This seat was euphorically celebrated by the Greens on election night and there appeared no doubt to anyone (including me) that they had won it.  However they then did very badly on postals and after Sunday checking moved a whopping 111 two-party votes from Sandell (Green) to Kanis (ALP), Sandell's lead was cut to 323.  In 2010, absent votes for this electorate favoured the Greens by five points compared to their booth results, and disfavoured Labor by the same amount on the same basis, while early votes slightly favoured the Greens and Liberals at the expense of Labor.  Remaining postals and provisionals favour Labor but there will not be many of them.  So I expect the Green margin to increase, but we don't yet know this for sure.  (There was also a by-election in this seat in 2012 which I haven't looked at yet.  By-elections are "different" because of the lack of absent voting.)
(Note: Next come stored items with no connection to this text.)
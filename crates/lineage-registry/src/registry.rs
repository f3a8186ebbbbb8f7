//! Central registry for type hierarchies: registration, linearization
//! caching, and ancestry queries over the inheritance graph.

use std::collections::{HashMap, HashSet, VecDeque};

use indexmap::IndexMap;
use lineage_core::{linearize, Linearization, TypeNode};
use petgraph::graph::{DiGraph, NodeIndex};
use petgraph::Direction;
use tracing::{debug, info};

use crate::error::HierarchyError;
use crate::snapshot::{find_cycle, HierarchySnapshot};

/// Root name used when a registry is built without an explicit one.
pub const DEFAULT_ROOT: &str = "object";

#[derive(Debug)]
struct TypeEntry {
    node: TypeNode,
    index: NodeIndex,
}

/// A registered hierarchy of types closed under a single universal root.
///
/// The root is a real registered type: it is present from construction,
/// parentless types hang off it, and it terminates every linearization.
/// Registration is append-only and validates eagerly, so the stored graph
/// is acyclic by construction and every stored parent reference resolves.
///
/// # Example
///
/// ```rust
/// use lineage_registry::HierarchyRegistry;
///
/// let mut registry = HierarchyRegistry::new();
/// registry.register("Animal", &[]).unwrap();
/// registry.register("Pet", &["Animal"]).unwrap();
///
/// let order = registry.linearization("Pet").unwrap();
/// assert_eq!(order.to_string(), "Pet -> Animal -> object");
/// ```
#[derive(Debug)]
pub struct HierarchyRegistry {
    root: String,
    entries: IndexMap<String, TypeEntry>,
    graph: DiGraph<String, ()>,
    cache: HashMap<String, Linearization>,
}

impl HierarchyRegistry {
    /// Create an empty registry rooted at [`DEFAULT_ROOT`].
    pub fn new() -> Self {
        Self::rooted(DEFAULT_ROOT.to_string())
    }

    /// Create an empty registry with a caller-chosen root name.
    pub fn with_root(root: &str) -> Result<Self, HierarchyError> {
        if root.is_empty() {
            return Err(HierarchyError::EmptyName);
        }
        Ok(Self::rooted(root.to_string()))
    }

    fn rooted(root: String) -> Self {
        let mut registry = Self {
            root: root.clone(),
            entries: IndexMap::new(),
            graph: DiGraph::new(),
            cache: HashMap::new(),
        };
        registry.insert_entry(TypeNode::new(root, []));
        registry
    }

    /// Register a type with its immediate parents in declaration order.
    ///
    /// Every parent must already be registered. This rules out forward
    /// references and self-inheritance in one check, and it keeps the
    /// graph acyclic: a new node only ever gains outgoing edges.
    pub fn register(&mut self, name: &str, parents: &[&str]) -> Result<(), HierarchyError> {
        if name.is_empty() {
            return Err(HierarchyError::EmptyName);
        }
        if self.entries.contains_key(name) {
            return Err(HierarchyError::DuplicateType(name.to_string()));
        }
        let mut seen = HashSet::new();
        for parent in parents {
            if !seen.insert(*parent) {
                return Err(HierarchyError::DuplicateParent {
                    name: name.to_string(),
                    parent: (*parent).to_string(),
                });
            }
            if !self.entries.contains_key(*parent) {
                return Err(HierarchyError::UnknownParent {
                    name: name.to_string(),
                    parent: (*parent).to_string(),
                });
            }
        }
        self.insert_entry(TypeNode::new(name, parents.iter().copied()));
        Ok(())
    }

    /// Insert a pre-validated declaration into the entry table and graph.
    fn insert_entry(&mut self, node: TypeNode) {
        let index = self.graph.add_node(node.name.clone());
        let parent_names = self.effective_parents_of(&node);
        for parent in &parent_names {
            let parent_index = self.entries[parent.as_str()].index;
            self.graph.add_edge(index, parent_index, ());
        }
        debug!(
            "registered '{}' with parents [{}]",
            node.name,
            parent_names.join(", ")
        );
        self.entries.insert(node.name.clone(), TypeEntry { node, index });
    }

    /// The parents actually used for linearization: declared parents, or
    /// the root when none were declared. Only the root itself is truly
    /// parentless.
    fn effective_parents_of(&self, node: &TypeNode) -> Vec<String> {
        if node.parents.is_empty() && node.name != self.root {
            vec![self.root.clone()]
        } else {
            node.parents.clone()
        }
    }

    /// Linearization of a registered type, computing and caching it (and
    /// any uncached ancestors) on first request.
    pub fn linearization(&mut self, name: &str) -> Result<&Linearization, HierarchyError> {
        if !self.entries.contains_key(name) {
            return Err(HierarchyError::UnknownType(name.to_string()));
        }
        self.compute(name)?;
        Ok(&self.cache[name])
    }

    /// Compute and cache linearizations for every registered type,
    /// stopping at the first inconsistency in registration order.
    pub fn linearize_all(&mut self) -> Result<(), HierarchyError> {
        info!("linearizing all {} registered types", self.entries.len());
        let names: Vec<String> = self.entries.keys().cloned().collect();
        for name in names {
            self.compute(&name)?;
        }
        Ok(())
    }

    fn compute(&mut self, name: &str) -> Result<(), HierarchyError> {
        if self.cache.contains_key(name) {
            return Ok(());
        }
        // Parents first; the graph is acyclic so this recursion is finite.
        let parents = self.effective_parents_of(&self.entries[name].node);
        for parent in &parents {
            self.compute(parent)?;
        }
        let parent_lins: Vec<Linearization> =
            parents.iter().map(|parent| self.cache[parent].clone()).collect();
        let lin = linearize(name, &parent_lins)?;
        debug!("linearized '{}' ({} entries)", name, lin.len());
        self.cache.insert(name.to_string(), lin);
        Ok(())
    }

    /// Name of this registry's universal root.
    pub fn root(&self) -> &str {
        &self.root
    }

    pub fn contains(&self, name: &str) -> bool {
        self.entries.contains_key(name)
    }

    /// Number of registered types. The root counts, so a fresh registry
    /// has length one.
    pub fn len(&self) -> usize {
        self.entries.len()
    }

    pub fn is_empty(&self) -> bool {
        self.entries.is_empty()
    }

    /// Registered names in registration order, root first.
    pub fn names(&self) -> impl Iterator<Item = &str> {
        self.entries.keys().map(String::as_str)
    }

    /// The stored declaration for a type, if registered.
    pub fn get(&self, name: &str) -> Option<&TypeNode> {
        self.entries.get(name).map(|entry| &entry.node)
    }

    /// Declared parents of a type, in declaration order. Empty for the
    /// root and for types that defaulted to it.
    pub fn parents(&self, name: &str) -> Result<&[String], HierarchyError> {
        self.entries
            .get(name)
            .map(|entry| entry.node.parents.as_slice())
            .ok_or_else(|| HierarchyError::UnknownType(name.to_string()))
    }

    /// All transitive ancestors of a type, excluding the type itself.
    pub fn ancestors(&self, name: &str) -> Result<HashSet<String>, HierarchyError> {
        self.reachable(name, Direction::Outgoing)
    }

    /// All transitive descendants of a type, excluding the type itself.
    pub fn descendants(&self, name: &str) -> Result<HashSet<String>, HierarchyError> {
        self.reachable(name, Direction::Incoming)
    }

    /// Whether `ancestor` appears somewhere above `descendant`. A type is
    /// not its own ancestor, and unknown names are simply not related.
    pub fn is_ancestor(&self, ancestor: &str, descendant: &str) -> bool {
        match self.ancestors(descendant) {
            Ok(found) => found.contains(ancestor),
            Err(_) => false,
        }
    }

    fn reachable(
        &self,
        name: &str,
        direction: Direction,
    ) -> Result<HashSet<String>, HierarchyError> {
        let start = self
            .entries
            .get(name)
            .map(|entry| entry.index)
            .ok_or_else(|| HierarchyError::UnknownType(name.to_string()))?;

        let mut found = HashSet::new();
        let mut to_visit = VecDeque::new();
        to_visit.push_back(start);
        while let Some(index) = to_visit.pop_front() {
            for next in self.graph.neighbors_directed(index, direction) {
                if found.insert(self.graph[next].clone()) {
                    to_visit.push_back(next);
                }
            }
        }
        Ok(found)
    }

    /// Export the hierarchy as a portable snapshot. Cached linearizations
    /// are not exported; an importer recomputes them on demand.
    pub fn snapshot(&self) -> HierarchySnapshot {
        HierarchySnapshot {
            root: self.root.clone(),
            declarations: self
                .entries
                .values()
                .filter(|entry| entry.node.name != self.root)
                .map(|entry| entry.node.clone())
                .collect(),
        }
    }

    /// Rebuild a registry from a snapshot, re-running every validation.
    ///
    /// Snapshot declarations may reference parents declared later in the
    /// list, so validation runs over the whole batch before anything is
    /// inserted, and an explicit cycle scan covers what the live
    /// registration order makes impossible.
    pub fn from_snapshot(snapshot: HierarchySnapshot) -> Result<Self, HierarchyError> {
        let HierarchySnapshot { root, declarations } = snapshot;

        let mut registry = Self::with_root(&root)?;
        let mut known: HashSet<&str> = HashSet::new();
        known.insert(root.as_str());
        for node in &declarations {
            if node.name.is_empty() {
                return Err(HierarchyError::EmptyName);
            }
            if !known.insert(node.name.as_str()) {
                return Err(HierarchyError::DuplicateType(node.name.clone()));
            }
        }
        for node in &declarations {
            let mut seen = HashSet::new();
            for parent in &node.parents {
                if !seen.insert(parent.as_str()) {
                    return Err(HierarchyError::DuplicateParent {
                        name: node.name.clone(),
                        parent: parent.clone(),
                    });
                }
                if !known.contains(parent.as_str()) {
                    return Err(HierarchyError::UnknownParent {
                        name: node.name.clone(),
                        parent: parent.clone(),
                    });
                }
            }
        }
        if let Some(cycle) = find_cycle(&root, &declarations) {
            return Err(HierarchyError::InvalidGraph { cycle });
        }

        info!(
            "rebuilding hierarchy from snapshot: {} declarations rooted at '{}'",
            declarations.len(),
            root
        );
        // Nodes first, then edges, so declaration order is preserved even
        // when a parent appears later in the list.
        let mut indices: HashMap<String, NodeIndex> = HashMap::new();
        indices.insert(root.clone(), registry.entries[root.as_str()].index);
        for node in &declarations {
            let index = registry.graph.add_node(node.name.clone());
            indices.insert(node.name.clone(), index);
        }
        for node in declarations {
            let index = indices[node.name.as_str()];
            for parent in registry.effective_parents_of(&node) {
                registry.graph.add_edge(index, indices[parent.as_str()], ());
            }
            registry.entries.insert(node.name.clone(), TypeEntry { node, index });
        }
        Ok(registry)
    }
}

impl Default for HierarchyRegistry {
    fn default() -> Self {
        Self::new()
    }
}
As at 3:15pm, some early votes have been added and they are 40% Green, 26% Labor, 28% Liberal compared to the booth votes of 42.6%, 30%, 22.4%.  That's not very good for the Greens compared to the 2010 patterns and increases the uncertainty about the seat.  Later I may put up a projection table for it.

4:20 Monday: The early votes added have nonetheless improved Sandell's position slightly (probably because the Labor vote is down too) and she now leads by 506 votes with 50.94% two-party preferred.

1:00 Tuesday: Sandell has made further gains and now leads by 681.`

Later Tuesday: I thought an update on this article had gone through but it hadn't.  Kanis has conceded the seat on Facebook.  Conceding makes no difference to the count process even if the candidate who has conceded later wins (which happens in very rare cases).   It's just a nice thing to do when there is no longer any reason to hope you can win.

Brunswick (ALP defeats Greens)

You may think I'm taking leave of my senses to even mention a seat where Labor currently leads with 53.9% 2PP.  And indeed I do not doubt that they will win.  But I mention it because in 2010 there was a colossal swing in Brunswick from the booth vote (55.8% to Labor) to the final result (53.5%), based on early votes splitting 52-48 to the Greens and absent votes 54.7:45.3 to them.  Swings of this size (2.3%) from booth totals to final results are very rare.   The 2010 swing was noticed by Michael McCarthy on election night.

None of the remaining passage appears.